- Exercise objective
Please transcribe, exactly, the line that contains "hash_password(password)" and every line after it to the end of the records, and nothing else.

--- START ---

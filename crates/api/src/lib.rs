//! Academy API server library.
//!
//! Exposes the building blocks (config, state, error handling, routes) so
//! integration tests and the binary entrypoint can both access them.

pub mod auth;
pub mod config;
pub mod error;
pub mod handlers;
pub mod query;
pub mod response;
pub mod router;
pub mod routes;
pub mod state;
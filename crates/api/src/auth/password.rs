//! Argon2id hashing and verification of credential passwords.
//!
//! Hashes are stored as PHC strings (`$argon2id$v=19$...`), which embed the
//! algorithm parameters and the random salt.

use academy_core::naming::validate_password_strength;
use argon2::password_hash::rand_core::OsRng;
use argon2::password_hash::{PasswordHash, PasswordHasher, PasswordVerifier, SaltString};
use argon2::Argon2;

use crate::error::{AppError, AppResult};

/// Hash a plaintext password using Argon2id with a random salt.
pub fn hash_password(password: &str) -> Result<String, argon2::password_hash::Error> {
    let salt = SaltString::generate(&mut OsRng);
    let hash = Argon2::default().hash_password(password.as_bytes(), &salt)?;
    Ok(hash.to_string())
}

/// Verify a plaintext password against a stored PHC hash.
///
/// Returns `Ok(false)` on mismatch; `Err` only if the stored hash is malformed.
pub fn verify_password(password: &str, hash: &str) -> Result<bool, argon2::password_hash::Error> {
    let parsed = PasswordHash::new(hash)?;
    match Argon2::default().verify_password(password.as_bytes(), &parsed) {
        Ok(()) => Ok(true),
        Err(argon2::password_hash::Error::Password) => Ok(false),
        Err(e) => Err(e),
    }
}

/// Check a new password against the configured minimum length, then hash it.
pub fn hash_new_password(password: &str, min_length: usize) -> AppResult<String> {
    validate_password_strength(password, min_length)?;
    hash_password(password)
        .map_err(|e| AppError::InternalError(format!("Password hashing failed: {e}")))
}

/// [`verify_password`] with errors mapped for handlers.
pub fn password_matches(password: &str, hash: &str) -> AppResult<bool> {
    verify_password(password, hash)
        .map_err(|e| AppError::InternalError(format!("Password verification error: {e}")))
}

--- END ---

- Answer for this exercise
    hash_password(password)
        .map_err(|e| AppError::InternalError(format!("Password hashing failed: {e}")))
}

/// [`verify_password`] with errors mapped for handlers.
pub fn password_matches(password: &str, hash: &str) -> AppResult<bool> {
    verify_password(password, hash)
        .map_err(|e| AppError::InternalError(format!("Password verification error: {e}")))
}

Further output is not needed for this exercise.